Entendi que tudo está, de uma maneira ou de outra, dentro da natureza cósmica, nos seus aspetos conhecidos ou desconhecidos, que o Universo, existência absoluta, só pode ser sujeito e objeto de si mesmo, bastando a si mesmo. Achei sentido focar a minha atenção aqui e agora, na beleza, no poder e integração da natureza, honrar, comemorar e sentir a vida mais plenamente. Compreendi que o significado da nossa existência se fundamento em ser uma parte do universo capaz de contemplar a si mesma. Achei mais sentido buscar transcendência, focalizando a atenção no infinito universal, cultivando a visão da divindade na contemplação da Natureza.

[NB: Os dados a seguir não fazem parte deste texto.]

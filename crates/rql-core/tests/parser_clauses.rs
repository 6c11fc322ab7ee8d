//! Tests for DECLARE, GROUP BY, ORDER BY, LOAD, SELECT, INCLUDE and UPDATE.

mod common;
use common::*;

use pretty_assertions::assert_eq;
use rql_core::ast::{
    FieldExpression, OperatorType, OrderingType, QueryExpression, ValueExpression, ValueKind,
};

// ===== DECLARE =====

#[test]
fn declare_function() {
    let query = parse(
        "DECLARE function output(u) { return { Name: u.Name }; } \
         FROM Users AS u SELECT output(u)",
    );
    assert_eq!(query.declared_functions.len(), 1);
    let body = &query.declared_functions["output"];
    assert_eq!(body.text, "function output(u) { return { Name: u.Name }; }");

    let select = query.select.expect("select");
    let QueryExpression::Method(method) = &select[0].expression else {
        panic!("Expected a method call");
    };
    assert_eq!(method.name, "output");
    assert_eq!(method.arguments, [QueryExpression::field("u")]);
}

#[test]
fn declare_multiple_functions() {
    let query = parse(
        "declare function b(x) { return x; }\n\
         declare function a() { return 1; }\n\
         from Users",
    );
    let names: Vec<_> = query.declared_functions.keys().map(String::as_str).collect();
    assert_eq!(names, ["a", "b"]);
}

#[test]
fn declare_function_body_with_nested_braces() {
    let query = parse("DECLARE function f(o) { if (o) { return '}'; } return {}; } FROM Orders");
    assert_eq!(
        query.declared_functions["f"].text,
        "function f(o) { if (o) { return '}'; } return {}; }"
    );
}

// ===== GROUP BY =====

#[test]
fn group_by_fields() {
    let query = parse("FROM Orders GROUP BY Company, ShipTo.City WHERE count() > 5");
    let paths: Vec<_> = query
        .group_by
        .expect("group by")
        .into_iter()
        .map(|field| field.path)
        .collect();
    assert_eq!(paths, ["Company", "ShipTo.City"]);

    let QueryExpression::Method(method) = query.where_clause.expect("where") else {
        panic!("Expected a method call");
    };
    assert_eq!(method.name, "count");
    assert!(method.trailing_predicate().is_some());
}

#[test]
fn group_by_array() {
    let query = parse("FROM Orders GROUP BY Lines[].Product");
    assert_eq!(query.group_by.unwrap()[0].path, "Lines[].Product");
}

// ===== ORDER BY =====

#[test]
fn order_by_terms() {
    let query = parse(
        "FROM Users ORDER BY Name, Age AS long DESC, LastName ASC, score() DESCENDING, Code AS alphaNumeric",
    );
    let terms = query.order_by.expect("order by");
    assert_eq!(terms.len(), 5);

    assert_eq!(terms[0].expression, QueryExpression::field("Name"));
    assert_eq!(terms[0].ordering, OrderingType::Implicit);
    assert!(terms[0].ascending);

    assert_eq!(terms[1].ordering, OrderingType::Long);
    assert!(!terms[1].ascending);

    assert!(terms[2].ascending);

    assert!(matches!(&terms[3].expression, QueryExpression::Method(m) if m.name == "score"));
    assert!(!terms[3].ascending);

    assert_eq!(terms[4].ordering, OrderingType::AlphaNumeric);
}

#[test]
fn order_by_type_is_case_insensitive() {
    let query = parse("FROM Users ORDER BY Age as DOUBLE desc");
    let terms = query.order_by.unwrap();
    assert_eq!(terms[0].ordering, OrderingType::Double);
    assert!(!terms[0].ascending);
}

#[test]
fn order_by_after_where() {
    let query = parse("FROM Users WHERE Age > 3 ORDER BY Age");
    assert_eq!(
        query.where_clause,
        Some(cmp("Age", OperatorType::GreaterThan, 3))
    );
    assert_eq!(query.order_by.unwrap().len(), 1);
}

// ===== LOAD =====

#[test]
fn load_with_aliases() {
    let query = parse("FROM Orders AS o LOAD o.Company AS c, o.Employee e SELECT c.Name");
    let load = query.load.expect("load");
    assert_eq!(load.len(), 2);
    assert_eq!(load[0].expression, QueryExpression::field("o.Company"));
    assert_eq!(load[0].alias.as_deref(), Some("c"));
    assert_eq!(load[1].alias.as_deref(), Some("e"));

    let select = query.select.expect("select");
    assert_eq!(select[0].expression, QueryExpression::field("c.Name"));
}

// ===== SELECT =====

#[test]
fn select_fields() {
    let query = parse("FROM Users SELECT Name, Address.City AS City, Age AS 'Years Old'");
    let select = query.select.expect("select");
    assert_eq!(select.len(), 3);
    assert_eq!(select[0].alias, None);
    assert_eq!(select[1].expression, QueryExpression::field("Address.City"));
    assert_eq!(select[1].alias.as_deref(), Some("City"));
    assert_eq!(select[2].alias.as_deref(), Some("Years Old"));
    assert!(!query.is_distinct);
}

#[test]
fn select_requires_as_for_alias() {
    let err = parse_err("FROM Users SELECT Name n");
    assert_eq!(err.message, "Expected end of query");
    assert_eq!(err.found.as_deref(), Some("n"));
}

#[test]
fn select_value_gets_inferred_alias() {
    let query = parse("FROM Users SELECT 42, $p, 1.5 AS ratio");
    let select = query.select.expect("select");
    assert_eq!(
        select[0].expression,
        QueryExpression::Value(ValueExpression::long(42))
    );
    assert_eq!(select[0].alias.as_deref(), Some("42"));
    assert_eq!(select[1].alias.as_deref(), Some("p"));
    assert_eq!(select[2].alias.as_deref(), Some("ratio"));
}

#[test]
fn select_quoted_name_is_a_field() {
    let query = parse("FROM Users SELECT 'First Name'");
    let select = query.select.expect("select");
    assert_eq!(
        select[0].expression,
        QueryExpression::Field(FieldExpression::quoted("First Name"))
    );
}

#[test]
fn select_distinct() {
    let query = parse("FROM Users SELECT DISTINCT Country");
    assert!(query.is_distinct);
    assert_eq!(query.select.unwrap().len(), 1);
}

#[test]
fn select_star() {
    let query = parse("FROM Users SELECT *");
    assert!(query.select.is_none());
    assert!(!query.is_distinct);

    let query = parse("FROM Users SELECT DISTINCT *");
    assert!(query.select.is_none());
    assert!(query.is_distinct);
}

#[test]
fn select_function_body() {
    let query = parse("FROM Users AS u SELECT { Name: u.First + ' ' + u.Last }");
    assert_eq!(query.select, Some(Vec::new()));
    assert_eq!(
        query.select_function_body.expect("body").text,
        "{ Name: u.First + ' ' + u.Last }"
    );
}

#[test]
fn select_method_call() {
    let query = parse("FROM Users SELECT id(), counter('likes') AS likes");
    let select = query.select.expect("select");
    assert!(matches!(&select[0].expression, QueryExpression::Method(m) if m.arguments.is_empty()));
    let QueryExpression::Method(method) = &select[1].expression else {
        panic!("Expected a method call");
    };
    assert_eq!(method.arguments.len(), 1);
    assert_eq!(select[1].alias.as_deref(), Some("likes"));
}

// ===== INCLUDE =====

#[test]
fn include_fields_and_values() {
    let query = parse("FROM Orders SELECT Company INCLUDE Company, Lines[].Product, 'Employee'");
    let include = query.include.expect("include");
    assert_eq!(include.len(), 3);
    assert_eq!(include[0], QueryExpression::field("Company"));
    assert_eq!(include[1], QueryExpression::field("Lines[].Product"));
    assert!(matches!(
        &include[2],
        QueryExpression::Value(value) if value.kind == ValueKind::String && value.text() == "Employee"
    ));
}

#[test]
fn include_parameter() {
    let query = parse("FROM Orders INCLUDE $ids");
    assert_eq!(
        query.include.unwrap(),
        [QueryExpression::Value(ValueExpression::parameter("ids"))]
    );
}

// ===== UPDATE =====

#[test]
fn update_query() {
    let query = parse_update("FROM Users WHERE Age < 0 UPDATE { this.Age = 0; }");
    assert_eq!(
        query.where_clause,
        Some(cmp("Age", OperatorType::LessThan, 0))
    );
    assert_eq!(query.update_body.expect("update").text, "{ this.Age = 0; }");
    assert!(query.select.is_none());
}

#[test]
fn update_query_with_load() {
    let query = parse_update(
        "FROM Orders AS o LOAD o.Company AS c UPDATE { o.CompanyName = c.Name; }",
    );
    assert_eq!(query.load.unwrap().len(), 1);
    assert!(query.update_body.is_some());
}

#[test]
fn full_query() {
    let query = parse(
        "DECLARE function name(u) { return u.Name; }\n\
         FROM INDEX 'Users/ByCity' AS u\n\
         WHERE u.City IN ('Hadera', 'Haifa') AND u.Age BETWEEN 18 AND 65\n\
         ORDER BY u.Age DESC\n\
         LOAD u.Manager AS m\n\
         SELECT name(u) AS Name, m.Name AS Manager\n\
         INCLUDE u.Company",
    );
    assert_eq!(query.declared_functions.len(), 1);
    assert!(query.from.is_index);
    assert!(query.where_clause.as_ref().is_some_and(QueryExpression::is_connective));
    assert_eq!(query.order_by.unwrap().len(), 1);
    assert_eq!(query.load.unwrap().len(), 1);
    assert_eq!(query.select.unwrap().len(), 2);
    assert_eq!(query.include.unwrap().len(), 1);
}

Depois da primeira infância, ao surgir a idade da razão, é provável deixar de perceber e vivenciar esse senso de divina unidade, deixar de ver o magnificente brilho de beleza e harmonia que emana da Natureza. Esquecemos que somos parte da totalidade, focados nas nossas subjetividades, mergulhados em símbolos, centrados na esfera dos conceitos e das suas limitações, passamos a experimentar a nós mesmos, em pensamentos e sentimentos, como separados do resto. Junto com a linguagem, adquirimos a habilidade de classificar as coisas em categorias e classes, deixando, às vezes, de ver o mistério da unicidade, a surpresa, o imprevisto extraordinário da sua simples presença, da sua singularidade e realeza. Calejamos o sentimento, desenvolvemos, como se fosse, um véu, um filtro gramatical, entre o mundo e a consciência, restringindo e condicionando a nossa capacidade de se entusiasmar e encantar. A vida, a existência como um todo, parece perder o seu brilho e encanto, tornando-se trivial: ilusão engendrada por rotinas, automatismos e dissociações. Apreendendo como renovar o acesso a essa visão gloriosa, a magnificência estará sempre aqui, despertando a criança em nós, a criatividade e fluidez. Uma das tarefas que precisamos empreender, como adultos, é reencontrar essa visão prístina. Cada um de nós, através dos sensos e emoções, pode acessar a Natureza, descobrir, em si, o que melhor desperta a percepção do sagrado.

O coração deste trabalho panteísta é destacar a visão e o sentimento de que somos, plenamente, parte do grande ciclo sagrado da vida. A expressão ‘experiência mística’ pode transmitir a idéia de intangível, mas, mas, de fato, revela algo mais oculto e misterioso, no sentido de inefável, um evento testável, a ser experimentado, contudo, de difícil descrição, como a beleza e o perfume de uma flor. O misticismo panteísta intenta facilitar a percepção da nossa unicidade, aprofundando nossa reverência para a Natureza e o universo, temperando a vivência da totalidade. Para mim, tal intento é mais fácil de se experimentar, comungando uma ‘medicina sagrada’ como é o chá Ayahuasca, uma poção tradicional da América do Sul. Uma bebida mística e tradicional que pode proporcionar, quando servida num contexto ritualístico e comungada na intenção adequada, uma experiência dita enteogênica, a experiência de Deus em nós, o “namastê” dos ioguistas.